- Genre: Sitcom
- Created by: Danny Jacobson Norma Safford Vela
- Written by: Kim C. Friese Danny Jacobson Frank Mula Fredi Towbin Norma Safford Vela
- Directed by: John Bowab Ellen Falcon James Widdoes
- Starring: Randy Quaid Patricia Clarkson Tamayo Otsuki Trevor Bullock Luke Edwards Nathan Watt Jonathan Winters Bonnie Hunt Vonni Ribisi Debra Mooney
- Composer: Mark Mothersbaugh
- Country of origin: United States
- Original language: English
- No. of seasons: 2
- No. of episodes: 29

Production
- Executive producers: Marcy Carsey Danny Jacobson Caryn Mandabach Tom Werner Norma Safford Vela Douglas Wyman Randy Quaid
- Producers: Dale McRaven Frank Mula Jon Spector Fredi Towbin
- Camera setup: Multi-camera
- Running time: 22–24 minutes
- Production company: Carsey-Werner Productions

Original release
- Network: ABC (1991); CBS (1992);
- Release: January 27, 1991 – May 13, 1992

= Davis Rules =

Davis Rules is an American sitcom broadcast on ABC in 1991 and on CBS in 1992. The series was produced by Carsey-Werner Productions.

==Synopsis==
The series stars Randy Quaid as Dwight Davis, a widowed elementary school principal outside of Seattle, Washington who is raising his three sons (Robbie, Charlie, and Ben) with the help of his wacky father Gunny Davis (Jonathan Winters).

==Cast==
===Main===
- Randy Quaid as Dwight Davis
- Patricia Clarkson as Cosmo Yeargin (season 1)
- Tamayo Otsuki as Mrs. Elaine Yamagami
- Trevor Bullock as Robbie Davis (season 1)
- Luke Edwards as Charlie Davis
- Nathan Watt as Ben Davis
- Jonathan Winters as Gunny Davis
- Bonnie Hunt as Gwen Davis (season 2)
- Vonni Ribisi as Skinner Buckley (season 2)
- Debra Mooney as Mrs. Rush (recurring: season 1; main: season 2)

===Recurring===
- Rigoberto Jimenez as Rigo Cordona (season 1)
- Debra Jo Rupp as Ms. Higgins (season 1)

==Production==
Davis Rules was canceled by ABC after less than one season despite having premiered after Super Bowl XXV. ABC aired it as a midseason replacement. When the series wasn't used in ABC's fall lineup, CBS bought the series in November 1991.

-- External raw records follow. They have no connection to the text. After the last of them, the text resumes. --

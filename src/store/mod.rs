//! Typed CRUD over arbitrary managed object kinds.
//!
//! The reconciliation engine only ever sees `DynamicObject`s: identity
//! (kind, namespace, name), metadata and an opaque payload.  Every write that
//! modifies an existing object is conditional on its `resourceVersion`.

use std::collections::BTreeMap;
use std::fmt;

use async_trait::async_trait;
use k8s_openapi::api::apps::v1::StatefulSet;
use k8s_openapi::api::core::v1::{ConfigMap, Endpoints, Secret, Service};
use kube::api::{
    Api, ApiResource, DeleteParams, DynamicObject, ListParams, Patch, PatchParams, PostParams,
};
use kube::Client;
use tracing::debug;

use crate::crd::PgCluster;
use crate::error::{Error, Result};
use crate::helpers::FIELD_MANAGER;
use crate::labels;

mod memory;

pub use memory::InMemoryObjectStore;

// ── Identity ──────────────────────────────────────────────────────────────────

/// Identity of a managed object. Never changes across a reconcile cycle.
#[derive(Clone, Debug, PartialEq, Eq, Hash, PartialOrd, Ord)]
pub struct ObjectKey {
    pub kind: String,
    pub namespace: Option<String>,
    pub name: String,
}

impl ObjectKey {
    pub fn new(kind: &str, namespace: Option<&str>, name: &str) -> Self {
        Self {
            kind: kind.to_string(),
            namespace: namespace.map(str::to_string),
            name: name.to_string(),
        }
    }

    pub fn of(obj: &DynamicObject) -> Self {
        Self {
            kind: kind_of(obj).to_string(),
            namespace: obj.metadata.namespace.clone(),
            name: obj.metadata.name.clone().unwrap_or_default(),
        }
    }
}

impl fmt::Display for ObjectKey {
    fn fmt(&self, f: &mut fmt::Formatter<'_>) -> fmt::Result {
        match &self.namespace {
            Some(ns) => write!(f, "{} {}/{}", self.kind, ns, self.name),
            None => write!(f, "{} {}", self.kind, self.name),
        }
    }
}

/// Kind of a dynamic object, empty when the type metadata is missing.
pub fn kind_of(obj: &DynamicObject) -> &str {
    obj.types.as_ref().map(|t| t.kind.as_str()).unwrap_or("")
}

// ── Store trait ───────────────────────────────────────────────────────────────

/// Object store abstraction so tests can substitute an in-memory store.
///
/// Error mapping shared by every implementation:
/// - a lost optimistic-concurrency race is `Error::ConcurrentModification`
/// - `patch`, `replace` and `delete` of an absent object is `Error::ResourceMissing`
#[async_trait]
pub trait ObjectStore: Send + Sync {
    async fn get(&self, key: &ObjectKey) -> Result<Option<DynamicObject>>;

    /// Objects of `kind` in `namespace` carrying every label of `selector`.
    async fn list(
        &self,
        kind: &str,
        namespace: &str,
        selector: &BTreeMap<String, String>,
    ) -> Result<Vec<DynamicObject>>;

    async fn create(&self, obj: &DynamicObject) -> Result<DynamicObject>;

    /// Server-side apply. Conditional when `obj` carries a resourceVersion.
    async fn patch(&self, obj: &DynamicObject) -> Result<DynamicObject>;

    /// Full replacement conditional on `obj`'s resourceVersion.
    async fn replace(&self, obj: &DynamicObject) -> Result<DynamicObject>;

    async fn delete(&self, key: &ObjectKey) -> Result<()>;
}

// ── Kubernetes implementation ─────────────────────────────────────────────────

/// Production implementation backed by the Kubernetes API.
pub struct KubeObjectStore {
    client: Client,
    resources: BTreeMap<String, ApiResource>,
}

impl KubeObjectStore {
    /// Store able to handle every kind the generators produce.
    pub fn new(client: Client) -> Self {
        let resources = [
            ApiResource::erase::<StatefulSet>(&()),
            ApiResource::erase::<Service>(&()),
            ApiResource::erase::<ConfigMap>(&()),
            ApiResource::erase::<Endpoints>(&()),
            ApiResource::erase::<Secret>(&()),
            ApiResource::erase::<PgCluster>(&()),
        ]
        .into_iter()
        .map(|ar| (ar.kind.clone(), ar))
        .collect();
        Self { client, resources }
    }

    /// Kinds this store can list, in a stable order.
    pub fn kinds(&self) -> Vec<String> {
        self.resources.keys().cloned().collect()
    }

    fn api(&self, kind: &str, namespace: Option<&str>) -> Result<Api<DynamicObject>> {
        let ar = self
            .resources
            .get(kind)
            .ok_or_else(|| Error::config(format!("unmanaged object kind {kind:?}")))?;
        Ok(match namespace {
            Some(ns) => Api::namespaced_with(self.client.clone(), ns, ar),
            None => Api::all_with(self.client.clone(), ar),
        })
    }
}

/// Translate API status codes into the reconciliation error taxonomy.
fn map_write_error(err: kube::Error, key: &ObjectKey) -> Error {
    match &err {
        kube::Error::Api(e) if e.code == 409 => Error::ConcurrentModification(key.to_string()),
        kube::Error::Api(e) if e.code == 404 => Error::ResourceMissing(key.to_string()),
        _ => Error::Kube(err),
    }
}

#[async_trait]
impl ObjectStore for KubeObjectStore {
    async fn get(&self, key: &ObjectKey) -> Result<Option<DynamicObject>> {
        let api = self.api(&key.kind, key.namespace.as_deref())?;
        Ok(api.get_opt(&key.name).await?)
    }

    async fn list(
        &self,
        kind: &str,
        namespace: &str,
        selector: &BTreeMap<String, String>,
    ) -> Result<Vec<DynamicObject>> {
        let api = self.api(kind, Some(namespace))?;
        let params = ListParams::default().labels(&labels::selector(selector));
        let ar = &self.resources[kind];
        let items = api
            .list(&params)
            .await?
            .items
            .into_iter()
            .map(|mut obj| {
                // List items come back without type metadata.
                if obj.types.is_none() {
                    obj.types = Some(kube::api::TypeMeta {
                        api_version: ar.api_version.clone(),
                        kind: ar.kind.clone(),
                    });
                }
                obj
            })
            .collect();
        Ok(items)
    }

    async fn create(&self, obj: &DynamicObject) -> Result<DynamicObject> {
        let key = ObjectKey::of(obj);
        debug!(%key, "creating object");
        let api = self.api(&key.kind, key.namespace.as_deref())?;
        api.create(&PostParams::default(), obj)
            .await
            .map_err(|e| map_write_error(e, &key))
    }

    async fn patch(&self, obj: &DynamicObject) -> Result<DynamicObject> {
        let key = ObjectKey::of(obj);
        debug!(%key, "patching object");
        let api = self.api(&key.kind, key.namespace.as_deref())?;
        // Server-side apply creates missing objects, so existence is checked first.
        if api
            .get_metadata_opt(&key.name)
            .await
            .map_err(|e| map_write_error(e, &key))?
            .is_none()
        {
            return Err(Error::ResourceMissing(key.to_string()));
        }
        api.patch(
            &key.name,
            &PatchParams::apply(FIELD_MANAGER).force(),
            &Patch::Apply(obj),
        )
        .await
        .map_err(|e| map_write_error(e, &key))
    }

    async fn replace(&self, obj: &DynamicObject) -> Result<DynamicObject> {
        let key = ObjectKey::of(obj);
        debug!(%key, version = ?obj.metadata.resource_version, "replacing object");
        let api = self.api(&key.kind, key.namespace.as_deref())?;
        api.replace(&key.name, &PostParams::default(), obj)
            .await
            .map_err(|e| map_write_error(e, &key))
    }

    async fn delete(&self, key: &ObjectKey) -> Result<()> {
        debug!(%key, "deleting object");
        let api = self.api(&key.kind, key.namespace.as_deref())?;
        api.delete(&key.name, &DeleteParams::default())
            .await
            .map_err(|e| map_write_error(e, key))?;
        Ok(())
    }
}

CBS retooled the series, adding Bonnie Hunt and Giovanni Ribisi (credited as Vonni Ribisi), but canceled it after 16 episodes.

==Episodes==

===Series overview===

| Season | Episodes |  | Originally released |  |  |
| First released | Last released | Network |
| 1 | 13 |  | January 27, 1991 | April 9, 1991 | ABC |
| 2 | 16 |  | December 30, 1991 | May 13, 1992 | CBS |

===Season 1 (1991)===
Every episode of season 1 was directed by Ellen Falcon.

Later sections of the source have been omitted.